Looks great, I buy a lot of those things and yours look great.


----------



## Andre (Mar 14, 2015)

Very nice!

You mentioned it was for a VW build, car or airplane? Looks kinda small for a car engine.


----------



## n3480h (Mar 14, 2015)

It is for a Sonerai experimental airplane, Andre.  A friend in Quebec has run the SU HS-4 on his 2276cc in his Sonerai with great success for 13 years. The neat thing about constant velocity carbs is that they automatically compensate for altitude, rather than having to manually change mixture (leaning) for higher altitudes.

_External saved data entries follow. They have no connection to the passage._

//! Response emission helpers
//!
//! Handlers build responses directly in a connection's output buffer:
//! status line, then header lines, then the blank line, then (optionally) an
//! inline body. Larger bodies go through a [`FilePipe`](crate::net::FilePipe).

use super::{Status, Version, CRLF, SERVER_NAME};
use crate::net::ByteBuffer;
use std::time::SystemTime;

/// Append `HTTP/1.1 <code> <reason>`
pub fn write_status_line(out: &mut ByteBuffer, status: Status) {
    let line = format!(
        "{} {} {}{}",
        Version::Http11,
        status.code(),
        status.reason_phrase(),
        CRLF
    );
    out.extend_from_slice(line.as_bytes());
}

/// Append `Name: value`
pub fn write_header(out: &mut ByteBuffer, name: &str, value: &str) {
    let line = format!("{}: {}{}", name, value, CRLF);
    out.extend_from_slice(line.as_bytes());
}

/// Append the blank line that ends the header section
pub fn end_headers(out: &mut ByteBuffer) {
    out.extend_from_slice(CRLF.as_bytes());
}

/// Current time as an HTTP-date
pub fn http_date_now() -> String {
    httpdate::fmt_http_date(SystemTime::now())
}

/// Queue a complete error response
///
/// The response always announces `Connection: close`; the caller closes the
/// connection once the output buffer has drained.
pub fn write_error(out: &mut ByteBuffer, status: Status) {
    let body = format!(
        "<html><head><title>{status}</title></head><body><h1>{status}</h1></body></html>\n",
        status = status
    );

    write_status_line(out, status);
    write_header(out, "Content-Type", "text/html");
    write_header(out, "Content-Length", &body.len().to_string());
    write_header(out, "Date", &http_date_now());
    write_header(out, "Server", SERVER_NAME);
    write_header(out, "Connection", "close");
    end_headers(out);
    out.extend_from_slice(body.as_bytes());
}
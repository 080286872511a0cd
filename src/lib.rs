//! Liso - a small readiness-driven HTTP/1.1 origin server
//!
//! This crate provides the connection-handling core of the server: a
//! `poll(2)` readiness multiplexor, growable per-connection byte buffers,
//! an incremental request parser and a file-to-socket pipe.

pub mod config;
pub mod http;
pub mod net;
// src/artifact/audio.rs
// Decode fetched audio bytes to floating-point samples

use std::io::Cursor;

use symphonia::core::audio::{AudioBufferRef, Signal};
use symphonia::core::codecs::{DecoderOptions, CODEC_TYPE_NULL};
use symphonia::core::formats::FormatOptions;
use symphonia::core::io::MediaSourceStream;
use symphonia::core::meta::MetadataOptions;
use symphonia::core::probe::Hint;

use super::ArtifactError;

/// Decoded audio snapshot: the first channel of the artifact, in [-1, 1].
#[derive(Debug, Clone)]
pub struct SampleBuffer {
    pub samples: Vec<f32>,
    pub sample_rate: u32,
}

impl SampleBuffer {
    pub fn len(&self) -> usize {
        self.samples.len()
    }

    pub fn is_empty(&self) -> bool {
        self.samples.is_empty()
    }

    pub fn duration_secs(&self) -> f32 {
        if self.sample_rate == 0 {
            return 0.0;
        }
        self.samples.len() as f32 / self.sample_rate as f32
    }
}

/// Decode a fetched artifact to its first channel. The container format is
/// probed from the bytes, with the URL extension as a hint.
pub fn decode_samples(
    bytes: Vec<u8>,
    extension: Option<&str>,
) -> Result<SampleBuffer, ArtifactError> {
    let mss = MediaSourceStream::new(Box::new(Cursor::new(bytes)), Default::default());

    let mut hint = Hint::new();
    if let Some(ext) = extension {
        hint.with_extension(ext);
    }

    let probed = symphonia::default::get_probe()
        .format(
            &hint,
            mss,
            &FormatOptions::default(),
            &MetadataOptions::default(),
        )
        .map_err(|e| ArtifactError::Decode(e.to_string()))?;

    let mut format_reader = probed.format;

    let track = format_reader
        .tracks()
        .iter()
        .find(|t| t.codec_params.codec != CODEC_TYPE_NULL)
        .ok_or(ArtifactError::NoAudioTrack)?;

    let track_id = track.id;
    let sample_rate = track.codec_params.sample_rate.unwrap_or(44100);

    let mut decoder = symphonia::default::get_codecs()
        .make(&track.codec_params, &DecoderOptions::default())
        .map_err(|e| ArtifactError::Decode(e.to_string()))?;

    let mut samples = Vec::new();

    loop {
        match format_reader.next_packet() {
            Ok(packet) => {
                if packet.track_id() != track_id {
                    continue;
                }

                match decoder.decode(&packet) {
                    Ok(decoded) => extend_first_channel(&decoded, &mut samples),
                    Err(symphonia::core::errors::Error::DecodeError(e)) => {
                        // Corrupt packets are skipped, not fatal.
                        tracing::warn!("skipping undecodable packet: {}", e);
                        continue;
                    }
                    Err(e) => return Err(ArtifactError::Decode(e.to_string())),
                }
            }
            Err(symphonia::core::errors::Error::IoError(e))
                if e.kind() == std::io::ErrorKind::UnexpectedEof =>
            {
                break;
            }
            Err(e) => return Err(ArtifactError::Decode(e.to_string())),
        }
    }

    tracing::info!(
        "decoded {} samples at {} Hz",
        samples.len(),
        sample_rate
    );

    Ok(SampleBuffer {
        samples,
        sample_rate,
    })
}

fn extend_first_channel(buffer: &AudioBufferRef, out: &mut Vec<f32>) {
    macro_rules! take_chan0 {
        ($buf:expr, $convert:expr) => {{
            let buf = $buf;
            if buf.spec().channels.count() > 0 {
                out.extend(buf.chan(0).iter().map($convert));
            }
        }};
    }

    match buffer {
        AudioBufferRef::F32(buf) => take_chan0!(buf, |&s| s),
        AudioBufferRef::F64(buf) => take_chan0!(buf, |&s| s as f32),
        AudioBufferRef::S8(buf) => take_chan0!(buf, |&s| s as f32 / 128.0),
        AudioBufferRef::S16(buf) => take_chan0!(buf, |&s| s as f32 / 32768.0),
        AudioBufferRef::S24(buf) => take_chan0!(buf, |s| s.0 as f32 / 8388608.0),
        AudioBufferRef::S32(buf) => take_chan0!(buf, |&s| s as f32 / 2147483648.0),
        AudioBufferRef::U8(buf) => take_chan0!(buf, |&s| (s as f32 - 128.0) / 128.0),
        AudioBufferRef::U16(buf) => take_chan0!(buf, |&s| (s as f32 - 32768.0) / 32768.0),
        AudioBufferRef::U24(buf) => take_chan0!(buf, |s| (s.0 as f32 - 8388608.0) / 8388608.0),
        AudioBufferRef::U32(buf) => {
            take_chan0!(buf, |&s| (s as f64 - 2147483648.0) as f32 / 2147483648.0)
        }
    }
}
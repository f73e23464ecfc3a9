// src/viz/waveform.rs
// Min/max envelope rendering of a decoded sample buffer

use super::{Color, Raster};

/// Appearance and dimensions of a waveform render.
#[derive(Debug, Clone)]
pub struct WaveformConfig {
    pub width: u32,
    pub height: u32,
    pub color: Color,
    pub background: Color,
}

impl Default for WaveformConfig {
    fn default() -> Self {
        Self {
            width: 600,
            height: 100,
            color: [0.94, 0.94, 0.94, 1.0],
            background: [0.02, 0.02, 0.03, 1.0],
        }
    }
}

/// Render a sample buffer as a min/max envelope.
///
/// Each output column covers a window of `ceil(len / width)` consecutive
/// samples and draws one vertical segment from the window minimum to the
/// window maximum, so isolated transients survive decimation instead of
/// averaging away.
pub fn render_waveform(samples: &[f32], config: &WaveformConfig) -> Raster {
    let mut raster = Raster::new(config.width, config.height);
    raster.fill(config.background);

    if samples.is_empty() || config.width == 0 || config.height == 0 {
        return raster;
    }

    let width = config.width as usize;
    let step = samples.len().div_ceil(width).max(1);
    let amp = config.height as f32 / 2.0;

    for x in 0..width {
        let start = x * step;
        if start >= samples.len() {
            break;
        }
        let end = (start + step).min(samples.len());

        let mut min = f32::MAX;
        let mut max = f32::MIN;
        for &sample in &samples[start..end] {
            min = min.min(sample);
            max = max.max(sample);
        }

        // +1 maps to the top row, -1 to the bottom.
        let y0 = ((1.0 - max.clamp(-1.0, 1.0)) * amp) as u32;
        let y1 = ((1.0 - min.clamp(-1.0, 1.0)) * amp) as u32;
        raster.vline(x as u32, y0, y1, config.color);
    }

    raster
}
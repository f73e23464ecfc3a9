//! Decimation renderers: pure functions from decoded artifact data to 2-D
//! rasters. No state, no I/O; every redraw recomputes from scratch, so
//! resizing is just rendering again at the new dimensions.

pub mod piano_roll;
pub mod waveform;

pub use piano_roll::{render_piano_roll, PianoRollConfig};
pub use waveform::{render_waveform, WaveformConfig};

/// RGBA color with components in [0, 1], matching the f32 color convention
/// of the rest of the rendering stack.
pub type Color = [f32; 4];

/// CPU raster surface, RGBA8 row-major.
#[derive(Debug, Clone)]
pub struct Raster {
    width: u32,
    height: u32,
    pixels: Vec<u8>,
}

impl Raster {
    pub fn new(width: u32, height: u32) -> Self {
        Self {
            width,
            height,
            pixels: vec![0u8; width as usize * height as usize * 4],
        }
    }

    pub fn width(&self) -> u32 {
        self.width
    }

    pub fn height(&self) -> u32 {
        self.height
    }

    /// Raw RGBA8 pixel data, row-major, ready to blit.
    pub fn pixels(&self) -> &[u8] {
        &self.pixels
    }

    pub fn pixel(&self, x: u32, y: u32) -> [u8; 4] {
        let idx = (y as usize * self.width as usize + x as usize) * 4;
        [
            self.pixels[idx],
            self.pixels[idx + 1],
            self.pixels[idx + 2],
            self.pixels[idx + 3],
        ]
    }

    pub fn fill(&mut self, color: Color) {
        let rgba = to_rgba8(color);
        for pixel in self.pixels.chunks_mut(4) {
            pixel.copy_from_slice(&rgba);
        }
    }

    /// Vertical segment, inclusive of both endpoints. Out-of-range rows are
    /// clipped.
    pub fn vline(&mut self, x: u32, y0: u32, y1: u32, color: Color) {
        if x >= self.width {
            return;
        }
        let rgba = to_rgba8(color);
        let (top, bottom) = if y0 <= y1 { (y0, y1) } else { (y1, y0) };
        let bottom = bottom.min(self.height.saturating_sub(1));
        for y in top..=bottom {
            self.put(x, y, rgba);
        }
    }

    /// Filled rectangle with the corner pixels knocked off once it is large
    /// enough to show them.
    pub fn fill_rounded_rect(&mut self, x: u32, y: u32, w: u32, h: u32, color: Color) {
        let rgba = to_rgba8(color);
        let round = w >= 3 && h >= 3;
        let x1 = (x + w).min(self.width);
        let y1 = (y + h).min(self.height);

        for row in y..y1 {
            for col in x..x1 {
                if round
                    && (row == y || row == y1 - 1)
                    && (col == x || col == x1 - 1)
                {
                    continue;
                }
                self.put(col, row, rgba);
            }
        }
    }

    fn put(&mut self, x: u32, y: u32, rgba: [u8; 4]) {
        if x >= self.width || y >= self.height {
            return;
        }
        let idx = (y as usize * self.width as usize + x as usize) * 4;
        self.pixels[idx..idx + 4].copy_from_slice(&rgba);
    }
}

fn to_rgba8(color: Color) -> [u8; 4] {
    [
        (color[0].clamp(0.0, 1.0) * 255.0) as u8,
        (color[1].clamp(0.0, 1.0) * 255.0) as u8,
        (color[2].clamp(0.0, 1.0) * 255.0) as u8,
        (color[3].clamp(0.0, 1.0) * 255.0) as u8,
    ]
}
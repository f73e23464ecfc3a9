//! Session Controller - the state machine driving one upload through the
//! streaming extraction pipeline.
//!
//! The controller mirrors the service-authoritative status stream into a
//! [`Session`] snapshot, handles the locally-observable transitions the
//! service cannot see (submission, submission failure, reset), and owns the
//! reconnect decision for unexpectedly dropped streaming connections.

pub mod state;

pub use state::{Artifacts, Phase, Progress, Session};

use std::path::Path;
use std::sync::Arc;

use thiserror::Error;
use tokio::sync::{mpsc, watch, Mutex as TokioMutex};

use crate::config::ServiceConfig;
use crate::transport::{
    CommandFrame, ExtractionTransport, HttpTransport, StreamEvent, StreamHandle, TransportError,
    RECONNECT_DELAY,
};

#[derive(Debug, Error)]
pub enum SessionError {
    #[error("operation not valid in phase {0:?}")]
    InvalidPhase(Phase),

    #[error(transparent)]
    Transport(#[from] TransportError),
}

struct Inner {
    session: Session,
    stream: Option<StreamHandle>,
    /// Connection generation. Bumped whenever the current connection is
    /// superseded (new open, terminal transition, reset); events and pending
    /// reconnect timers carrying an older generation are discarded.
    generation: u64,
}

impl Inner {
    fn close_stream(&mut self) {
        if let Some(stream) = self.stream.take() {
            stream.close();
        }
        self.generation += 1;
    }
}

pub struct SessionController {
    inner: Arc<TokioMutex<Inner>>,
    snapshot_tx: Arc<watch::Sender<Session>>,
    events_tx: mpsc::UnboundedSender<StreamEvent>,
    transport: Arc<dyn ExtractionTransport>,
    config: ServiceConfig,
}

impl SessionController {
    /// Create a controller backed by the real HTTP/WebSocket transport.
    /// Must be called from within a tokio runtime: the controller spawns its
    /// event pump on construction.
    pub fn new(config: ServiceConfig) -> Self {
        let transport = Arc::new(HttpTransport::new(config.clone()));
        Self::with_transport(config, transport)
    }

    pub fn with_transport(config: ServiceConfig, transport: Arc<dyn ExtractionTransport>) -> Self {
        let (events_tx, events_rx) = mpsc::unbounded_channel();
        let snapshot_tx = Arc::new(watch::channel(Session::new()).0);
        let inner = Arc::new(TokioMutex::new(Inner {
            session: Session::new(),
            stream: None,
            generation: 0,
        }));

        tokio::spawn(pump(
            inner.clone(),
            events_rx,
            events_tx.clone(),
            snapshot_tx.clone(),
            transport.clone(),
            config.clone(),
        ));

        Self {
            inner,
            snapshot_tx,
            events_tx,
            transport,
            config,
        }
    }

    /// Current session snapshot.
    pub fn snapshot(&self) -> Session {
        self.snapshot_tx.borrow().clone()
    }

    /// Subscribe to session snapshots. The presentation layer re-renders on
    /// change; the controller publishes after every observable mutation.
    pub fn subscribe(&self) -> watch::Receiver<Session> {
        self.snapshot_tx.subscribe()
    }

    pub fn config(&self) -> &ServiceConfig {
        &self.config
    }

    /// Upload one stem and start tracking its extraction. Valid only while
    /// idle; exactly one upload is in flight per session.
    pub async fn submit(&self, path: &Path) -> Result<(), SessionError> {
        {
            let mut guard = self.inner.lock().await;
            if guard.session.phase != Phase::Idle {
                return Err(SessionError::InvalidPhase(guard.session.phase));
            }
            guard.session.phase = Phase::Uploading;
            self.publish(&guard.session);
        }

        tracing::info!("uploading stem: {}", path.display());

        let task_id = match self.transport.upload(path).await {
            Ok(task_id) => task_id,
            Err(e) => {
                let mut guard = self.inner.lock().await;
                // A reset during the upload wins; the late failure is moot.
                if guard.session.phase == Phase::Uploading {
                    guard.session.fail(e.to_string());
                    self.publish(&guard.session);
                }
                return Err(e.into());
            }
        };

        let generation = {
            let mut guard = self.inner.lock().await;
            if guard.session.phase != Phase::Uploading {
                return Ok(());
            }
            guard.session.task_id = Some(task_id.clone());
            guard.session.phase = Phase::Connecting;
            guard.generation += 1;
            self.publish(&guard.session);
            guard.generation
        };

        match self
            .transport
            .open_stream(&task_id, generation, self.events_tx.clone())
            .await
        {
            Ok(handle) => {
                let mut guard = self.inner.lock().await;
                if guard.generation != generation {
                    handle.close();
                    return Ok(());
                }
                if let Some(old) = guard.stream.replace(handle) {
                    old.close();
                }
                Ok(())
            }
            Err(e) => {
                // Initial connect failures fall under the same policy as a
                // dropped channel: retry on a fixed delay until reset.
                tracing::warn!(
                    "stream connect failed: {}; retrying in {:?}",
                    e,
                    RECONNECT_DELAY
                );
                tokio::spawn(reconnect(
                    self.inner.clone(),
                    self.transport.clone(),
                    self.events_tx.clone(),
                    task_id,
                    generation,
                ));
                Ok(())
            }
        }
    }

    /// Forward MIDI extraction parameters to the service. Valid only while
    /// the service awaits them. Values are forwarded as-is; range rejection
    /// is the service's prerogative and surfaces as an errored session.
    pub async fn request_midi_extraction(
        &self,
        onset_sensitivity: f64,
        frame_threshold: f64,
    ) -> Result<(), SessionError> {
        let guard = self.inner.lock().await;
        if guard.session.phase != Phase::AwaitingMidiParams {
            return Err(SessionError::InvalidPhase(guard.session.phase));
        }

        match &guard.stream {
            Some(stream) => stream.send(CommandFrame::StartMidi {
                onset: onset_sensitivity,
                frame: frame_threshold,
            }),
            None => tracing::debug!("start_midi dropped; no open stream"),
        }
        Ok(())
    }

    /// Tear down any open connection and clear the session. Valid from any
    /// phase; idempotent.
    pub async fn reset(&self) {
        let mut guard = self.inner.lock().await;
        guard.close_stream();
        guard.session.reset();
        self.publish(&guard.session);
        tracing::info!("session reset");
    }

    fn publish(&self, session: &Session) {
        self.snapshot_tx.send_replace(session.clone());
    }
}

/// Event pump: applies stream events to the session under the same lock used
/// by the public operations, so mutation stays confined to one logical
/// thread of control.
async fn pump(
    inner: Arc<TokioMutex<Inner>>,
    mut events_rx: mpsc::UnboundedReceiver<StreamEvent>,
    events_tx: mpsc::UnboundedSender<StreamEvent>,
    snapshot_tx: Arc<watch::Sender<Session>>,
    transport: Arc<dyn ExtractionTransport>,
    config: ServiceConfig,
) {
    while let Some(event) = events_rx.recv().await {
        match event {
            StreamEvent::Frame { generation, frame } => {
                let mut guard = inner.lock().await;
                if generation != guard.generation {
                    tracing::debug!(generation, "discarding frame from superseded connection");
                    continue;
                }
                if guard.session.apply_frame(&frame, &config) {
                    if !guard.session.phase.is_active() {
                        // Terminal (or idle) per the service: the connection
                        // has served its purpose, and any pending reconnect
                        // must not fire.
                        guard.close_stream();
                    }
                    snapshot_tx.send_replace(guard.session.clone());
                }
            }

            StreamEvent::Closed { generation } => {
                let mut guard = inner.lock().await;
                if generation != guard.generation {
                    continue;
                }
                guard.stream = None;

                // The reconnect decision reads the phase *now*, not the
                // phase at connection-open time.
                if !guard.session.phase.is_active() {
                    continue;
                }
                let Some(task_id) = guard.session.task_id.clone() else {
                    continue;
                };

                tracing::warn!(
                    task_id = %task_id,
                    "stream closed unexpectedly; reconnecting in {:?}",
                    RECONNECT_DELAY
                );
                tokio::spawn(reconnect(
                    inner.clone(),
                    transport.clone(),
                    events_tx.clone(),
                    task_id,
                    generation,
                ));
            }
        }
    }
}

/// Reopen the stream for `task_id` after the fixed delay, retrying until it
/// sticks. Bails out as soon as the generation it was scheduled against is
/// superseded by a reset or a terminal transition.
async fn reconnect(
    inner: Arc<TokioMutex<Inner>>,
    transport: Arc<dyn ExtractionTransport>,
    events_tx: mpsc::UnboundedSender<StreamEvent>,
    task_id: String,
    mut generation: u64,
) {
    loop {
        tokio::time::sleep(RECONNECT_DELAY).await;

        // Claim the next generation; bail if this timer has been superseded.
        let next = {
            let mut guard = inner.lock().await;
            if guard.generation != generation || !guard.session.phase.is_active() {
                return;
            }
            guard.generation += 1;
            guard.generation
        };

        match transport
            .open_stream(&task_id, next, events_tx.clone())
            .await
        {
            Ok(handle) => {
                let mut guard = inner.lock().await;
                if guard.generation != next {
                    handle.close();
                    return;
                }
                if let Some(old) = guard.stream.replace(handle) {
                    old.close();
                }
                tracing::info!(task_id = %task_id, "stream reconnected");
                return;
            }
            Err(e) => {
                tracing::warn!(task_id = %task_id, "reconnect failed: {}", e);
                generation = next;
            }
        }
    }
}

This application requires the use of a "RR" race needle.  These carbs were commonly used in MGB's, Austin Healy's and several other rally type cars. The only difficulty with this simple design was when people failed to keep oil in the piston dome.  I've machined a small flat and threaded hole for a screw at the top so I can add a few drops of oil without having to remove the lower cowling on the plane. Estimated cruise in this aircraft is ~150-160 mph, with a fuel burn of about 5 gallons per hour.

Tom


----------



## Ebel440 (Mar 14, 2015)

If you think that carbs small you should see the stock vw one.


----------